■ WHAT THIS TASK INVOLVES: Starting at the top of the entries below, set down every line exactly, please, until you reach the line with "let body = pattern", which is included too.

━━━ DATA RECORDS ━━━

use regex::Regex;
use tracing::debug;

use crate::config::ParserConfig;
use crate::errors::{ParseError, ParseResult};

/// Converts a wildcard pattern into an anchored regular expression source.
///
/// `*` matches any run of characters; everything else is literal.
pub fn wildcard_to_regex(pattern: &str) -> String {
    let body = pattern
        .split('*')
        .map(regex::escape)
        .collect::<Vec<_>>()
        .join(".*");
    anchored(&body)
}

/// Wraps a regex source so it has to match the whole input
fn anchored(source: &str) -> String {
    format!(r"(?s)\A(?:{})\z", source)
}

/// Compiles a wildcard filename pattern, matched against bare file names
pub fn compile_filename_pattern(pattern: &str) -> ParseResult<Regex> {
    Regex::new(&wildcard_to_regex(pattern))
        .map_err(|e| ParseError::invalid_pattern(pattern, e))
}

/// Compiles a line pattern; matching is whole-line
pub fn compile_line_pattern(pattern: &str) -> ParseResult<Regex> {
    // Validate the raw pattern first so a stray `)` is not absorbed by the wrapper
    Regex::new(pattern).map_err(|e| ParseError::invalid_pattern(pattern, e))?;
    Regex::new(&anchored(pattern)).map_err(|e| ParseError::invalid_pattern(pattern, e))
}

/// Compiles a continuation pattern; same whole-line semantics as line patterns
pub fn compile_continuation_pattern(pattern: &str) -> ParseResult<Regex> {
    compile_line_pattern(pattern)
}

/// Compiles a timestamp pattern, used to find (not anchor) a substring in a line
pub fn compile_time_pattern(pattern: &str) -> ParseResult<Regex> {
    Regex::new(pattern).map_err(|e| ParseError::invalid_pattern(pattern, e))
}

/// A set of whole-input patterns combined with logical OR
#[derive(Debug, Clone, Default)]
pub struct PatternMatcher {
    patterns: Vec<Regex>,
}

impl PatternMatcher {
    /// Builds a matcher over wildcard filename patterns
    pub fn filenames<S: AsRef<str>>(patterns: &[S]) -> ParseResult<Self> {
        Self::compile(patterns, compile_filename_pattern)
    }

    /// Builds a matcher over line-of-interest patterns
    pub fn lines<S: AsRef<str>>(patterns: &[S]) -> ParseResult<Self> {
        Self::compile(patterns, compile_line_pattern)
    }

    /// Builds a matcher over continuation patterns
    pub fn continuations<S: AsRef<str>>(patterns: &[S]) -> ParseResult<Self> {
        Self::compile(patterns, compile_continuation_pattern)
    }

    fn compile<S, F>(patterns: &[S], compile: F) -> ParseResult<Self>
    where
        S: AsRef<str>,
        F: Fn(&str) -> ParseResult<Regex>,
    {
        let patterns = patterns
            .iter()
            .map(|p| compile(p.as_ref()))
            .collect::<ParseResult<Vec<_>>>()?;
        Ok(Self { patterns })
    }

    /// True if no pattern was supplied
    pub fn is_empty(&self) -> bool {
        self.patterns.is_empty()
    }

    /// True if at least one pattern matches the whole text
    pub fn is_match(&self, text: &str) -> bool {
        self.patterns.iter().any(|regex| regex.is_match(text))
    }
}

/// All patterns of a run, compiled once and shared read-only across files
#[derive(Debug, Clone)]
pub struct CompiledPatterns {
    pub filenames: PatternMatcher,
    pub lines: PatternMatcher,
    pub continuations: PatternMatcher,
    pub time: Regex,
}

impl CompiledPatterns {
    /// Compiles every pattern named by the configuration
    pub fn compile(config: &ParserConfig) -> ParseResult<Self> {
        debug!(
            "Compiling patterns: files={:?} lines={:?} time={:?} continuations={:?}",
            config.file_patterns,
            config.line_patterns,
            config.time_pattern,
            config.continuation_patterns
        );
        Ok(Self {
            filenames: PatternMatcher::filenames(&config.file_patterns)?,
            lines: PatternMatcher::lines(&config.line_patterns)?,
            continuations: PatternMatcher::continuations(&config.continuation_patterns)?,
            time: compile_time_pattern(&config.time_pattern)?,
        })
    }

    /// Splits the first timestamp off a line of interest.
    ///
    /// Returns the trimmed timestamp (empty if none was found) and the line with
    /// that first occurrence removed.
    pub fn split_timestamp(&self, line: &str) -> (String, String) {
        match self.time.find(line) {
            Some(m) => {
                let mut stripped = String::with_capacity(line.len() - m.len());
                stripped.push_str(&line[..m.start()]);
                stripped.push_str(&line[m.end()..]);
                (m.as_str().trim().to_string(), stripped)
            }
            None => (String::new(), line.to_string()),
        }
    }
}
//! Lucky 9 color theme and sizes

use iced::Color;

use l9_core::ReelCount;

/// Color palette for Lucky 9
pub struct Palette;

impl Palette {
    // Backgrounds
    pub const BG_DEEPEST: Color = Color::from_rgb(0.047, 0.027, 0.071); // #0c0712
    pub const BG_DEEP: Color = Color::from_rgb(0.094, 0.047, 0.141);    // #180c24
    pub const BG_FRAME: Color = Color::from_rgb(0.200, 0.043, 0.078);   // #330b14
    pub const REEL_BG: Color = Color::from_rgb(0.976, 0.957, 0.910);    // #f9f4e8

    // Accents
    pub const GOLD: Color = Color::from_rgb(1.000, 0.788, 0.251);       // #ffc940
    pub const GOLD_DIM: Color = Color::from_rgb(0.545, 0.416, 0.125);   // #8b6a20
    pub const RED: Color = Color::from_rgb(0.863, 0.110, 0.200);        // #dc1c33
    pub const RED_HOT: Color = Color::from_rgb(1.000, 0.251, 0.314);    // #ff4050
    pub const GLOW: Color = Color::from_rgba(1.000, 0.788, 0.251, 0.6);

    // Reel digits
    pub const DIGIT: Color = Color::from_rgb(0.125, 0.039, 0.071);      // #200a12
    pub const DIGIT_SPINNING: Color = Color::from_rgb(0.420, 0.333, 0.380);

    // Text
    pub const TEXT_PRIMARY: Color = Color::WHITE;
    pub const TEXT_SECONDARY: Color = Color::from_rgb(0.780, 0.690, 0.800); // #c7b0cc
    pub const TEXT_DISABLED: Color = Color::from_rgb(0.420, 0.376, 0.455);  // #6b6074

    // Lights
    pub const LIGHT_OFF: Color = Color::from_rgb(0.290, 0.180, 0.078);  // #4a2e14
    pub const LIGHT_ON: Color = Color::from_rgb(1.000, 0.941, 0.627);   // #fff0a0
}

/// Spin button color per mode
pub fn mode_color(mode: ReelCount) -> Color {
    match mode {
        ReelCount::One => Palette::RED,
        ReelCount::Two => Color::from_rgb(0.741, 0.200, 0.635), // #bd33a2
        ReelCount::Three => Color::from_rgb(0.420, 0.227, 0.851), // #6b3ad9
    }
}

/// Light color for a brightness level (0.0 to 1.0)
pub fn light_color(level: f32) -> Color {
    interpolate_color(Palette::LIGHT_OFF, Palette::LIGHT_ON, level.clamp(0.0, 1.0))
}

/// Brighten a color toward white
pub fn lighten(color: Color, amount: f32) -> Color {
    interpolate_color(color, Color::WHITE, amount.clamp(0.0, 1.0))
}

fn interpolate_color(c1: Color, c2: Color, t: f32) -> Color {
    Color::from_rgb(
        c1.r + (c2.r - c1.r) * t,
        c1.g + (c2.g - c1.g) * t,
        c1.b + (c2.b - c1.b) * t,
    )
}

/// Standard sizes
pub struct Sizes;

impl Sizes {
    pub const TITLE: f32 = 40.0;
    pub const SUBTITLE: f32 = 14.0;
    pub const BUTTON_TEXT: f32 = 14.0;
    pub const RESULT_TEXT: f32 = 22.0;

    pub const REEL_WIDTH: f32 = 96.0;
    pub const REEL_HEIGHT: f32 = 128.0;
    pub const REEL_DIGIT: f32 = 72.0;

    pub const LIGHT_SIZE: f32 = 12.0;

    pub const SPACING_SMALL: f32 = 4.0;
    pub const SPACING_NORMAL: f32 = 12.0;
    pub const SPACING_LARGE: f32 = 24.0;
}

#[cfg(test)]
mod tests {
    use super::*;

    fn close(a: Color, b: Color) -> bool {
        (a.r - b.r).abs() < 1e-4 && (a.g - b.g).abs() < 1e-4 && (a.b - b.b).abs() < 1e-4
    }

    #[test]
    fn test_light_color_endpoints() {
        assert!(close(light_color(0.0), Palette::LIGHT_OFF));
        assert!(close(light_color(1.0), Palette::LIGHT_ON));
        assert!(close(light_color(4.0), Palette::LIGHT_ON));
    }

    #[test]
    fn test_lighten_moves_toward_white() {
        let lifted = lighten(Palette::RED, 0.5);
        assert!(lifted.g > Palette::RED.g);
        assert!(close(lighten(Palette::RED, 1.0), Color::WHITE));
    }
}
//! l9-gui: iced-based widgets for Lucky 9
//!
//! Reel windows, decorative light strips, spin buttons and the result
//! readout, composed by [`slot_machine_view`].

pub mod theme;
pub mod view;
pub mod widgets;

pub use theme::*;
pub use view::*;
pub use widgets::*;
//! Timing profiles for reel spins

use serde::{Deserialize, Serialize};

use l9_core::{L9Error, L9Result, Millis, ReelCount};

/// Timing profile for reel spins
#[derive(Debug, Clone, Copy, PartialEq, Eq, Hash, Default, Serialize, Deserialize)]
#[serde(rename_all = "snake_case")]
pub enum TimingProfile {
    /// Normal gameplay timing
    #[default]
    Normal,
    /// Fast mode
    Turbo,
    /// Short spins for demos and testing
    Studio,
    /// Hand-tuned or scaled values
    Custom,
}

/// Detailed timing configuration
#[derive(Debug, Clone, PartialEq, Eq, Serialize, Deserialize)]
#[serde(default)]
pub struct TimingConfig {
    /// Profile type
    pub profile: TimingProfile,

    /// Settle delay of the first reel (ms)
    pub base_delay_ms: Millis,

    /// Extra settle delay per reel index (ms)
    pub stagger_ms: Millis,

    /// Interval between display updates while spinning (ms)
    pub tick_interval_ms: Millis,
}

impl TimingConfig {
    /// Longest accepted settle delay or tick interval (one day)
    pub const MAX_DELAY_MS: Millis = 24 * 60 * 60 * 1000;

    /// Normal gameplay timing
    pub fn normal() -> Self {
        Self {
            profile: TimingProfile::Normal,
            base_delay_ms: 1000,
            stagger_ms: 500,
            tick_interval_ms: 50,
        }
    }

    /// Turbo mode
    pub fn turbo() -> Self {
        Self {
            profile: TimingProfile::Turbo,
            base_delay_ms: 500,
            stagger_ms: 250,
            tick_interval_ms: 50,
        }
    }

    /// Studio mode
    pub fn studio() -> Self {
        Self {
            profile: TimingProfile::Studio,
            base_delay_ms: 200,
            stagger_ms: 100,
            tick_interval_ms: 20,
        }
    }

    /// Get config for profile
    pub fn from_profile(profile: TimingProfile) -> Self {
        match profile {
            TimingProfile::Normal => Self::normal(),
            TimingProfile::Turbo => Self::turbo(),
            TimingProfile::Studio => Self::studio(),
            TimingProfile::Custom => Self {
                profile: TimingProfile::Custom,
                ..Self::normal()
            },
        }
    }

    /// Scale timing by factor (< 1.0 = faster)
    pub fn scaled(&self, factor: f64) -> Self {
        let scale = |ms: Millis| (ms as f64 * factor.max(0.0)).round() as Millis;

        Self {
            profile: TimingProfile::Custom,
            base_delay_ms: scale(self.base_delay_ms).max(1),
            stagger_ms: scale(self.stagger_ms),
            tick_interval_ms: scale(self.tick_interval_ms).max(1),
        }
    }

    /// Settle delay for reel `index`
    #[inline]
    pub fn reel_delay(&self, index: usize) -> Millis {
        self.base_delay_ms
            .saturating_add(self.stagger_ms.saturating_mul(index as Millis))
    }

    /// Settle delays for reels `0..count`
    pub fn delays(&self, count: usize) -> Vec<Millis> {
        (0..count).map(|index| self.reel_delay(index)).collect()
    }

    /// Time from spin start until the last of `count` reels settles
    pub fn total_spin_duration(&self, count: usize) -> Millis {
        match count {
            0 => 0,
            n => self.reel_delay(n - 1),
        }
    }

    /// Reject values that would stall or flood the timer queue
    pub fn validate(&self) -> L9Result<()> {
        if self.tick_interval_ms == 0 {
            return Err(L9Error::Config(
                "tick_interval_ms must be greater than 0".to_string(),
            ));
        }
        if self.base_delay_ms == 0 {
            return Err(L9Error::Config(
                "base_delay_ms must be greater than 0".to_string(),
            ));
        }

        let last = (ReelCount::MAX - 1) as Millis;
        let fits = self
            .stagger_ms
            .checked_mul(last)
            .and_then(|stagger| stagger.checked_add(self.base_delay_ms))
            .is_some_and(|delay| delay <= Self::MAX_DELAY_MS);
        if !fits {
            return Err(L9Error::Config(format!(
                "last reel delay ({} + {} x {}) exceeds {}ms",
                self.base_delay_ms,
                self.stagger_ms,
                last,
                Self::MAX_DELAY_MS
            )));
        }
        if self.tick_interval_ms > Self::MAX_DELAY_MS {
            return Err(L9Error::Config(format!(
                "tick_interval_ms exceeds {}ms",
                Self::MAX_DELAY_MS
            )));
        }
        Ok(())
    }
}

impl Default for TimingConfig {
    fn default() -> Self {
        Self::normal()
    }
}

#[cfg(test)]
mod tests {
    use super::*;

    #[test]
    fn test_timing_profiles() {
        let normal = TimingConfig::normal();
        let turbo = TimingConfig::turbo();
        let studio = TimingConfig::studio();

        assert!(turbo.base_delay_ms < normal.base_delay_ms);
        assert!(studio.base_delay_ms < turbo.base_delay_ms);
        assert_eq!(TimingConfig::from_profile(TimingProfile::Turbo), turbo);
        assert_eq!(
            TimingConfig::from_profile(TimingProfile::Custom).base_delay_ms,
            normal.base_delay_ms
        );
    }

    #[test]
    fn test_stagger_delays() {
        let config = TimingConfig::normal();

        assert_eq!(config.delays(3), vec![1000, 1500, 2000]);
        assert_eq!(config.reel_delay(1), 1500);
        assert_eq!(config.total_spin_duration(3), 2000);
        assert_eq!(config.total_spin_duration(0), 0);
    }

    #[test]
    fn test_scaled_keeps_tick_positive() {
        let scaled = TimingConfig::normal().scaled(0.0);

        assert_eq!(scaled.profile, TimingProfile::Custom);
        assert_eq!(scaled.tick_interval_ms, 1);
        assert_eq!(scaled.base_delay_ms, 1);
        assert!(scaled.validate().is_ok());

        let half = TimingConfig::normal().scaled(0.5);
        assert_eq!(half.delays(3), vec![500, 750, 1000]);
    }

    #[test]
    fn test_validate_rejects_zero_tick() {
        let config = TimingConfig {
            tick_interval_ms: 0,
            ..TimingConfig::normal()
        };

        assert!(matches!(config.validate(), Err(L9Error::Config(_))));
    }

    #[test]
    fn test_validate_rejects_oversized_delays() {
        let huge_stagger = TimingConfig {
            stagger_ms: Millis::MAX,
            ..TimingConfig::normal()
        };
        assert!(matches!(huge_stagger.validate(), Err(L9Error::Config(_))));
        assert_eq!(huge_stagger.reel_delay(2), Millis::MAX);

        let huge_base = TimingConfig {
            base_delay_ms: Millis::MAX,
            stagger_ms: 0,
            ..TimingConfig::normal()
        };
        assert!(matches!(huge_base.validate(), Err(L9Error::Config(_))));

        let longest = TimingConfig {
            base_delay_ms: TimingConfig::MAX_DELAY_MS,
            stagger_ms: 0,
            ..TimingConfig::normal()
        };
        assert!(longest.validate().is_ok());
    }
}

━━━

■ RESULT:
use regex::Regex;
use tracing::debug;

use crate::config::ParserConfig;
use crate::errors::{ParseError, ParseResult};

/// Converts a wildcard pattern into an anchored regular expression source.
///
/// `*` matches any run of characters; everything else is literal.
pub fn wildcard_to_regex(pattern: &str) -> String {
    let body = pattern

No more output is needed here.